There is also the printing industry itself, which is an industry that has reached its sunset, at least it is for some segments of the industry.
I would take an example from the New York Times (NYT) to explain why modern day print journalists have to rethink the way they are doing their job, and atone on the destruction of trees and the creation of greater environmental havoc that the printing presses represent.
In January, the NYT came out with a Group Report that sheds light on how the newspaper is moving forward with its digitisation plans, and this was published on its website for the entire world to read.
It said that it needed a new approach to some of its sections, mentioning that its current features strategy dates to the time new sections were needed in the 1970’s.
It also said its largely print-centric strategy, while highly successful, has kept it from building a sufficiently successful digital presence and attracting new audiences for its features content.
And it talked of its competitive edge – that is Cooking and Watching which is today part of its digital bets.
In the 1970’s the main attractions for NYT readers were the ability of the newspaper to delight and to offer useful advice about what to cook, what to wear and what to do. The strategy succeeded brilliantly, it said.
But today, it needs a new strategy, both for traditional features (meant to delight and inform) and for guidance (meant to be useful in tangible ways).
And it reproaches the company’s approach that has kept it from building as large a digital presence as the Times brand and journalistic quality that was made possible.
It said in no uncertain terms that its current strategy kept it from making it’s print sections as imaginative, modern and relevant for readers as they could possibly be.
“To be blunt, we have not yet been as ambitious or innovative as our predecessors were in the 1970s,” it said.
There is no doubt that the mother of all newspapers in the USA is now heading for more digitisation and will look into cutting its print according to demand, and this will also involve a well thought audience reach and revenue goals – that are highly ambitious altogether.
Now let me come down to our own reality in Southeast Asia.
Are we moving towards 2020 without a real goal in place and in the absence of editors who are capable of churning a revolution – like the NYT did in the 1970’s?
Well, to my experience, it does not depend on editors alone in this brave new world, it also depend on the quality of the journalism you want to dispense to the poor readers who trusted your modern day skills ‘to delight and inform and for guidance (meant to be useful in tangible ways)’.

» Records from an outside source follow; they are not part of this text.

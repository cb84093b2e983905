//! Deferred I/O: a value paired with the effects it still has to perform
//!
//! Nothing in this module touches a file, socket or terminal. An [`IO`] value
//! only *describes* effects as buffered [`EffectDiff`]s, one per
//! [`EffectUnit`], collected in an [`Environment`]. Binding a step merges the
//! step's environment into the running one, so effects on the same unit stay
//! in program order while effects on different units never interact.
//!
//! Executing the effects is left to the caller: read the final
//! [`IO::environment`] and replay it unit by unit.
//!
//! # Example
//!
//! ```rust
//! use millrace::{EffectUnit, IO, Monad};
//!
//! let program = IO::unit(())
//!     .bind(|_| IO::write(1, "A"))
//!     .bind(|_| IO::write(2, "to stderr"))
//!     .bind(|_| IO::write(1, "B"));
//!
//! let env = program.environment();
//! assert_eq!(env.len(), 2);
//! assert_eq!(env.get(EffectUnit(1)).map(|d| d.out_buffer()), Some("AB"));
//! ```

mod diff;
mod environment;

pub use diff::{EffectDiff, EffectUnit};
pub use environment::Environment;

use crate::Monad;

/// A value together with the effects recorded while computing it.
#[derive(Clone, Debug, PartialEq, Eq, Hash)]
#[cfg_attr(feature = "serde", derive(serde::Serialize, serde::Deserialize))]
pub struct IO<T> {
    value: T,
    environment: Environment,
}

impl<T> IO<T> {
    /// A value with no pending effects.
    #[inline]
    pub fn new(value: T) -> Self {
        IO {
            value,
            environment: Environment::new(),
        }
    }

    /// A value with an existing environment.
    #[inline]
    pub fn with_environment(value: T, environment: Environment) -> Self {
        IO { value, environment }
    }

    /// A value with a single pending diff.
    ///
    /// ```
    /// use millrace::{EffectDiff, IO};
    ///
    /// let line = IO::effect(42, EffectDiff::input(0, "42\n"));
    /// assert_eq!(line.value(), &42);
    /// assert_eq!(line.environment().len(), 1);
    /// ```
    pub fn effect(value: T, diff: EffectDiff) -> Self {
        IO {
            value,
            environment: Environment::from(diff),
        }
    }

    /// Borrow the payload.
    #[inline]
    pub fn value(&self) -> &T {
        &self.value
    }

    /// The pending effects, sorted by unit.
    #[inline]
    pub fn environment(&self) -> &Environment {
        &self.environment
    }

    /// Split into payload and environment.
    #[inline]
    pub fn into_parts(self) -> (T, Environment) {
        (self.value, self.environment)
    }
}

impl IO<()> {
    /// Queue `text` to be written to `unit`.
    pub fn write(unit: impl Into<EffectUnit>, text: impl Into<String>) -> Self {
        IO::effect((), EffectDiff::output(unit, text))
    }

    /// Queue `text` to be read from `unit`.
    pub fn read(unit: impl Into<EffectUnit>, text: impl Into<String>) -> Self {
        IO::effect((), EffectDiff::input(unit, text))
    }
}

impl<T> Monad for IO<T> {
    type Value = T;
    type With<U> = IO<U>;

    #[inline]
    fn unit(value: T) -> Self {
        IO::new(value)
    }

    fn bind<U, F>(self, f: F) -> IO<U>
    where
        F: FnOnce(T) -> IO<U>,
    {
        let next = f(self.value);
        IO {
            value: next.value,
            environment: self.environment.merge(next.environment),
        }
    }

    #[inline]
    fn fmap<U, G>(self, g: G) -> IO<U>
    where
        G: FnOnce(T) -> U,
    {
        IO {
            value: g(self.value),
            environment: self.environment,
        }
    }
}
//! Engine Configuration
//!
//! Validates raw, untrusted host parameters and builds the immutable
//! configuration handed to the tunneling engine: a file-descriptor-backed
//! device reference, a URI-shaped proxy connection string, and tunables.

use serde::{Deserialize, Serialize};

use crate::engine::EngineKey;

/// Default MTU handed to the engine.
pub const DEFAULT_MTU: u16 = 1500;

/// Proxy protocols the engine understands.
///
/// Incoming proxy type strings are converted into this closed set exactly
/// once, at the validation boundary; everything downstream works with the
/// variant, never with the raw string.
#[derive(Debug, Clone, Copy, PartialEq, Eq, Serialize, Deserialize)]
#[serde(rename_all = "lowercase")]
pub enum ProxyProtocol {
    Socks5,
    Socks4,
    Http,
    Https,
    Shadowsocks,
    Relay,
    /// Forward without a proxy. No server endpoint required.
    Direct,
    /// Drop all traffic. No server endpoint required.
    Reject,
}

impl ProxyProtocol {
    /// Parse a host-supplied proxy type string, case-insensitively.
    ///
    /// `"ss"` is accepted as an alias for shadowsocks. Returns `None` for
    /// anything outside the supported set.
    pub fn parse(raw: &str) -> Option<Self> {
        match raw.trim().to_ascii_lowercase().as_str() {
            "socks5" => Some(Self::Socks5),
            "socks4" => Some(Self::Socks4),
            "http" => Some(Self::Http),
            "https" => Some(Self::Https),
            "shadowsocks" | "ss" => Some(Self::Shadowsocks),
            "relay" => Some(Self::Relay),
            "direct" => Some(Self::Direct),
            "reject" => Some(Self::Reject),
            _ => None,
        }
    }

    /// URL scheme prefix for this protocol.
    ///
    /// `https` shares the `http://` scheme: the engine speaks plain HTTP
    /// CONNECT to both.
    pub fn scheme(&self) -> &'static str {
        match self {
            Self::Socks5 => "socks5://",
            Self::Socks4 => "socks4://",
            Self::Http | Self::Https => "http://",
            Self::Shadowsocks => "ss://",
            Self::Relay => "relay://",
            Self::Direct => "direct://",
            Self::Reject => "reject://",
        }
    }

    /// Whether this protocol requires a server host and port.
    pub fn needs_endpoint(&self) -> bool {
        !matches!(self, Self::Direct | Self::Reject)
    }
}

impl std::fmt::Display for ProxyProtocol {
    fn fmt(&self, f: &mut std::fmt::Formatter<'_>) -> std::fmt::Result {
        let name = match self {
            Self::Socks5 => "socks5",
            Self::Socks4 => "socks4",
            Self::Http => "http",
            Self::Https => "https",
            Self::Shadowsocks => "shadowsocks",
            Self::Relay => "relay",
            Self::Direct => "direct",
            Self::Reject => "reject",
        };
        write!(f, "{}", name)
    }
}

/// Engine log verbosity, forwarded verbatim to the engine key.
#[derive(Debug, Clone, Copy, Default, PartialEq, Eq, Serialize, Deserialize)]
#[serde(rename_all = "lowercase")]
pub enum LogLevel {
    Debug,
    Info,
    /// Default: keeps the engine from spamming the host log.
    #[default]
    Warning,
    Error,
    Silent,
}

impl LogLevel {
    pub fn as_str(&self) -> &'static str {
        match self {
            Self::Debug => "debug",
            Self::Info => "info",
            Self::Warning => "warning",
            Self::Error => "error",
            Self::Silent => "silent",
        }
    }
}

impl std::fmt::Display for LogLevel {
    fn fmt(&self, f: &mut std::fmt::Formatter<'_>) -> std::fmt::Result {
        write!(f, "{}", self.as_str())
    }
}

/// Validated proxy endpoint, ready to render as a connection string.
#[derive(Debug, Clone, PartialEq, Eq, Serialize, Deserialize)]
pub struct ProxyEndpoint {
    pub protocol: ProxyProtocol,
    pub host: String,
    pub port: u16,
    pub username: String,
    pub password: String,
}

impl ProxyEndpoint {
    /// Render the URI-shaped connection string the engine consumes.
    ///
    /// Credentials: `user:pass@` when both are present; when only a
    /// password was supplied it doubles as the username (`pass:pass@`).
    /// Callers that only ever had a single secret historically passed it
    /// as "password", and the engine expects both fields populated.
    pub fn url(&self) -> String {
        if !self.protocol.needs_endpoint() {
            return self.protocol.scheme().to_string();
        }

        let mut url = String::from(self.protocol.scheme());

        let username = self.username.trim();
        let password = self.password.trim();
        if !username.is_empty() && !password.is_empty() {
            url.push_str(&format!("{}:{}@", username, password));
        } else if !password.is_empty() {
            url.push_str(&format!("{}:{}@", password, password));
        }

        url.push_str(&format!("{}:{}", self.host, self.port));
        url
    }
}

/// Configuration validation errors.
///
/// Always resolved before the engine collaborator is touched.
#[derive(Debug, Clone, thiserror::Error)]
pub enum ConfigError {
    #[error("invalid file descriptor: {0}")]
    InvalidFd(i32),

    #[error("proxy server cannot be empty for {0} protocol")]
    EmptyServer(ProxyProtocol),

    #[error("invalid proxy port: {0} (must be 1-65535)")]
    InvalidPort(i32),

    #[error("unsupported proxy type: {0}")]
    UnsupportedProxyType(String),
}

/// Immutable engine configuration.
///
/// Built once by [`ConfigBuilder`] (or [`Config::with_proxy_url`] for the
/// pre-assembled URL path) and never mutated afterwards; ownership moves
/// into the controller that starts with it.
#[derive(Debug, Clone, PartialEq, Eq, Serialize, Deserialize)]
pub struct Config {
    /// Tunnel device MTU.
    pub mtu: u16,
    /// Device reference, encoded as `fd://<fd>`.
    pub device: String,
    /// Proxy connection string.
    pub proxy: String,
    /// Engine log verbosity.
    pub log_level: LogLevel,
}

impl Config {
    /// Build a configuration around a pre-assembled proxy URL, skipping
    /// protocol-specific construction.
    ///
    /// Only the caller's word says the URL is well formed; the bridge
    /// checks for a scheme separator before calling this.
    pub fn with_proxy_url(fd: i32, proxy_url: impl Into<String>) -> Self {
        Self {
            mtu: DEFAULT_MTU,
            device: device_for_fd(fd),
            proxy: proxy_url.into(),
            log_level: LogLevel::default(),
        }
    }

    /// Map this configuration 1:1 onto the engine collaborator's key.
    pub fn engine_key(&self) -> EngineKey {
        EngineKey {
            mtu: self.mtu,
            device: self.device.clone(),
            proxy: self.proxy.clone(),
            log_level: self.log_level.as_str().to_string(),
        }
    }
}

/// Deterministic device encoding for a tun file descriptor.
fn device_for_fd(fd: i32) -> String {
    format!("fd://{}", fd)
}

/// Builds a validated [`Config`] from raw host parameters.
#[derive(Debug, Clone)]
pub struct ConfigBuilder {
    fd: i32,
    proxy_type: String,
    server: String,
    port: i32,
    username: String,
    password: String,
    mtu: u16,
    log_level: LogLevel,
}

impl ConfigBuilder {
    /// Start building a configuration for the given tun file descriptor.
    pub fn new(fd: i32) -> Self {
        Self {
            fd,
            proxy_type: String::new(),
            server: String::new(),
            port: 0,
            username: String::new(),
            password: String::new(),
            mtu: DEFAULT_MTU,
            log_level: LogLevel::default(),
        }
    }

    /// Set the proxy type, server host, and port as received from the host.
    pub fn proxy(mut self, proxy_type: &str, server: &str, port: i32) -> Self {
        self.proxy_type = proxy_type.to_string();
        self.server = server.to_string();
        self.port = port;
        self
    }

    /// Set proxy credentials. Empty strings mean "not supplied".
    pub fn credentials(mut self, username: &str, password: &str) -> Self {
        self.username = username.to_string();
        self.password = password.to_string();
        self
    }

    pub fn mtu(mut self, mtu: u16) -> Self {
        self.mtu = mtu;
        self
    }

    pub fn log_level(mut self, log_level: LogLevel) -> Self {
        self.log_level = log_level;
        self
    }

    /// Validate and build the immutable configuration.
    ///
    /// Direct and reject protocols skip the server/port checks and render
    /// a protocol-only connection string.
    pub fn build(self) -> Result<Config, ConfigError> {
        if self.fd <= 0 {
            return Err(ConfigError::InvalidFd(self.fd));
        }

        let protocol = ProxyProtocol::parse(&self.proxy_type)
            .ok_or_else(|| ConfigError::UnsupportedProxyType(self.proxy_type.clone()))?;

        let host = self.server.trim();
        if protocol.needs_endpoint() {
            if host.is_empty() {
                return Err(ConfigError::EmptyServer(protocol));
            }
            if self.port <= 0 || self.port > 65535 {
                return Err(ConfigError::InvalidPort(self.port));
            }
        }

        let endpoint = ProxyEndpoint {
            protocol,
            host: host.to_string(),
            port: self.port.clamp(0, 65535) as u16,
            username: self.username,
            password: self.password,
        };

        Ok(Config {
            mtu: self.mtu,
            device: device_for_fd(self.fd),
            proxy: endpoint.url(),
            log_level: self.log_level,
        })
    }
}
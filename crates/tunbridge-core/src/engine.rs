//! External Engine Collaborator
//!
//! The tunneling engine itself is an opaque black box behind [`TunEngine`]:
//! it takes a key, starts, and stops. It is untrusted with respect to
//! failure behavior, so every call into it goes through [`isolated`], which
//! converts an abrupt panic into a typed [`EngineFault`] instead of letting
//! it unwind into the host process.

use std::panic::{self, AssertUnwindSafe};

use serde::{Deserialize, Serialize};
use tracing::debug;

/// Configuration key handed to the engine, mapped 1:1 from
/// [`Config`](crate::Config).
#[derive(Debug, Clone, PartialEq, Eq, Serialize, Deserialize)]
pub struct EngineKey {
    pub mtu: u16,
    pub device: String,
    pub proxy: String,
    pub log_level: String,
}

/// The packet-tunneling engine collaborator.
///
/// `start()` returning without a fault is the readiness signal; the engine
/// runs its forwarding loops on threads of its own. Cancellation is
/// cooperative: `stop()` asks the engine to wind down, it does not wait for
/// it.
pub trait TunEngine: Send + Sync {
    /// Register the configuration for the next start.
    fn insert(&self, key: &EngineKey);

    /// Bring the engine up. May block arbitrarily long or panic.
    fn start(&self);

    /// Tear the engine down. May panic.
    fn stop(&self);
}

/// An abrupt failure inside the external engine, contained at the
/// isolation boundary.
#[derive(Debug, Clone, thiserror::Error)]
#[error("engine fault in {op}: {reason}")]
pub struct EngineFault {
    /// Which engine entry point faulted.
    pub op: &'static str,
    /// Panic payload, best-effort stringified.
    pub reason: String,
}

/// Run a call into the engine collaborator with panic containment.
///
/// A panic is caught and reported as an [`EngineFault`]; it never crosses
/// this function.
pub(crate) fn isolated(op: &'static str, f: impl FnOnce()) -> Result<(), EngineFault> {
    match panic::catch_unwind(AssertUnwindSafe(f)) {
        Ok(()) => Ok(()),
        Err(payload) => {
            let reason = if let Some(s) = payload.downcast_ref::<&str>() {
                s.to_string()
            } else if let Some(s) = payload.downcast_ref::<String>() {
                s.clone()
            } else {
                "unknown panic".to_string()
            };
            Err(EngineFault { op, reason })
        }
    }
}

/// Placeholder engine for hosts that have not installed a real one.
///
/// Accepts every call and logs it. Useful for wiring checks of the
/// foreign-call path before the actual engine library is linked in.
#[derive(Debug, Default)]
pub struct NoopEngine;

impl TunEngine for NoopEngine {
    fn insert(&self, key: &EngineKey) {
        debug!(device = %key.device, proxy = %key.proxy, "noop engine: insert");
    }

    fn start(&self) {
        debug!("noop engine: start");
    }

    fn stop(&self) {
        debug!("noop engine: stop");
    }
}

#[cfg(test)]
mod tests {
    use super::*;

    #[test]
    fn test_isolated_passes_success_through() {
        assert!(isolated("start", || {}).is_ok());
    }

    #[test]
    fn test_isolated_contains_panics() {
        let fault = isolated("start", || panic!("tun device gone")).unwrap_err();
        assert_eq!(fault.op, "start");
        assert_eq!(fault.reason, "tun device gone");
    }

    #[test]
    fn test_isolated_stringifies_formatted_panics() {
        let fault = isolated("stop", || panic!("fd {} invalid", 3)).unwrap_err();
        assert_eq!(fault.reason, "fd 3 invalid");
    }
}
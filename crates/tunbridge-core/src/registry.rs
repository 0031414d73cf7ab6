//! Engine Registry
//!
//! The process-wide record of the single active engine. All mutation goes
//! through one synchronized API: `start` replaces whatever engine is
//! active, `stop_active` tears it down (working even when nothing was ever
//! registered), and `is_running` is a consistent snapshot that never
//! observes a mid-transition state.
//!
//! Two locks with distinct jobs: a transition mutex totally orders whole
//! start/stop sequences so two engines can never run concurrently, even
//! transiently, while the inner `RwLock` is only held for field flips so a
//! status query never waits behind a 10 second startup.

use std::sync::{Arc, Mutex, RwLock};

use tracing::{debug, warn};

use crate::controller::{EngineController, StartError};
use crate::engine::{TunEngine, isolated};

#[derive(Default)]
struct RegistryInner {
    current: Option<Arc<EngineController>>,
    running: bool,
}

/// Holds at most one active [`EngineController`].
///
/// Constructed once at process start and torn down at process exit;
/// everything else only sees its synchronized methods.
pub struct EngineRegistry {
    engine: Arc<dyn TunEngine>,
    inner: RwLock<RegistryInner>,
    transition: Mutex<()>,
}

impl EngineRegistry {
    /// Create an empty registry over the given engine collaborator.
    ///
    /// The engine handle is kept for the defensive stop path: the host may
    /// request a stop without ever having observed a successful start.
    pub fn new(engine: Arc<dyn TunEngine>) -> Self {
        Self {
            engine,
            inner: RwLock::new(RegistryInner::default()),
            transition: Mutex::new(()),
        }
    }

    /// Whether an engine is currently running.
    pub fn is_running(&self) -> bool {
        self.inner.read().unwrap().running
    }

    /// Stop any active engine, then start `controller` and publish it.
    ///
    /// The controller's bounded start runs under the transition mutex but
    /// outside the inner lock, so concurrent status queries simply read
    /// "not running" until the new engine is published atomically with the
    /// running flag.
    pub fn start(&self, controller: Arc<EngineController>) -> Result<(), StartError> {
        let _gate = self.transition.lock().unwrap();

        self.stop_registered();
        controller.start()?;

        let mut inner = self.inner.write().unwrap();
        inner.current = Some(controller);
        inner.running = true;
        Ok(())
    }

    /// Stop the active engine, if any.
    ///
    /// With no registered controller this still best-effort calls straight
    /// into the engine collaborator's `stop()` under fault isolation and
    /// forces the running flag off.
    pub fn stop_active(&self) {
        let _gate = self.transition.lock().unwrap();

        if !self.stop_registered() {
            debug!("stop requested with no active engine");
            if let Err(fault) = isolated("stop", || self.engine.stop()) {
                warn!(%fault, "direct engine stop faulted");
            }
        }
    }

    /// Stop and clear the registered controller, if any. The direct-engine
    /// fallback belongs to `stop_active` alone: a start with nothing
    /// registered has nothing to tear down. Caller must hold the
    /// transition mutex.
    fn stop_registered(&self) -> bool {
        let taken = {
            let mut inner = self.inner.write().unwrap();
            inner.running = false;
            inner.current.take()
        };

        match taken {
            Some(controller) => {
                if let Err(e) = controller.stop() {
                    warn!(error = %e, "error stopping active engine");
                }
                true
            }
            None => false,
        }
    }
}

#[cfg(test)]
mod tests {
    use super::*;
    use crate::config::ConfigBuilder;
    use crate::engine::EngineKey;
    use std::sync::atomic::{AtomicUsize, Ordering};
    use std::thread;

    #[derive(Default)]
    struct CountingEngine {
        starts: AtomicUsize,
        stops: AtomicUsize,
    }

    impl TunEngine for CountingEngine {
        fn insert(&self, _key: &EngineKey) {}

        fn start(&self) {
            self.starts.fetch_add(1, Ordering::SeqCst);
        }

        fn stop(&self) {
            self.stops.fetch_add(1, Ordering::SeqCst);
        }
    }

    struct FaultingEngine;

    impl TunEngine for FaultingEngine {
        fn insert(&self, _key: &EngineKey) {}

        fn start(&self) {
            panic!("no tun device");
        }

        fn stop(&self) {}
    }

    fn controller(engine: &Arc<CountingEngine>) -> Arc<EngineController> {
        let config = ConfigBuilder::new(10)
            .proxy("socks5", "example.com", 1080)
            .build()
            .unwrap();
        Arc::new(EngineController::new(
            Arc::clone(engine) as Arc<dyn TunEngine>,
            config,
        ))
    }

    /// `running` must always agree with the presence of a controller.
    fn assert_consistent(registry: &EngineRegistry) {
        let inner = registry.inner.read().unwrap();
        assert_eq!(inner.running, inner.current.is_some());
        if let Some(current) = &inner.current {
            assert!(current.is_running());
        }
    }

    #[test]
    fn test_start_publishes_controller() {
        let engine = Arc::new(CountingEngine::default());
        let registry = EngineRegistry::new(engine.clone());
        assert!(!registry.is_running());

        registry.start(controller(&engine)).unwrap();

        assert!(registry.is_running());
        assert_consistent(&registry);
    }

    #[test]
    fn test_first_start_issues_no_engine_stop() {
        let engine = Arc::new(CountingEngine::default());
        let registry = EngineRegistry::new(engine.clone());

        registry.start(controller(&engine)).unwrap();

        // Nothing was registered, so there was nothing to tear down
        assert_eq!(engine.starts.load(Ordering::SeqCst), 1);
        assert_eq!(engine.stops.load(Ordering::SeqCst), 0);
    }

    #[test]
    fn test_stop_active_clears_registration() {
        let engine = Arc::new(CountingEngine::default());
        let registry = EngineRegistry::new(engine.clone());

        registry.start(controller(&engine)).unwrap();
        registry.stop_active();

        assert!(!registry.is_running());
        assert_eq!(engine.stops.load(Ordering::SeqCst), 1);
        assert_consistent(&registry);
    }

    #[test]
    fn test_stop_active_without_controller_hits_engine_directly() {
        let engine = Arc::new(CountingEngine::default());
        let registry = EngineRegistry::new(engine.clone());

        registry.stop_active();

        assert!(!registry.is_running());
        assert_eq!(engine.stops.load(Ordering::SeqCst), 1);
        assert_consistent(&registry);
    }

    #[test]
    fn test_failed_start_is_not_published() {
        let engine: Arc<dyn TunEngine> = Arc::new(FaultingEngine);
        let registry = EngineRegistry::new(Arc::clone(&engine));

        let config = ConfigBuilder::new(10)
            .proxy("socks5", "example.com", 1080)
            .build()
            .unwrap();
        let result = registry.start(Arc::new(EngineController::new(engine, config)));

        assert!(result.is_err());
        assert!(!registry.is_running());
        assert_consistent(&registry);
    }

    #[test]
    fn test_replacement_start_stops_previous_engine() {
        let engine = Arc::new(CountingEngine::default());
        let registry = EngineRegistry::new(engine.clone());

        let first = controller(&engine);
        registry.start(Arc::clone(&first)).unwrap();
        registry.start(controller(&engine)).unwrap();

        assert!(registry.is_running());
        assert!(!first.is_running());
        assert_eq!(engine.starts.load(Ordering::SeqCst), 2);
        assert_eq!(engine.stops.load(Ordering::SeqCst), 1);
        assert_consistent(&registry);
    }

    #[test]
    fn test_concurrent_start_and_stop_stay_consistent() {
        let engine = Arc::new(CountingEngine::default());
        let registry = Arc::new(EngineRegistry::new(engine.clone()));

        let mut handles = Vec::new();
        for worker in 0..4 {
            let registry = Arc::clone(&registry);
            let engine = Arc::clone(&engine);
            handles.push(thread::spawn(move || {
                for _ in 0..25 {
                    if worker % 2 == 0 {
                        let _ = registry.start(controller(&engine));
                    } else {
                        registry.stop_active();
                    }
                }
            }));
        }
        for handle in handles {
            handle.join().unwrap();
        }

        assert_consistent(&registry);
        registry.stop_active();
        assert!(!registry.is_running());
        assert_consistent(&registry);
    }
}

I know that people are expecting guidance from editors, not the day-to-day roll of the mill that fills your newspaper pages and you sign-off for the day thinking you did a great job.
However, there is more to it today than there were before and this is to actively persuade the management that a newspaper is supposed to help people record history, curate the culture – just like the NYT thinkers said it –Â at a moment when the culture, from television and movies to fashion and style, is changing!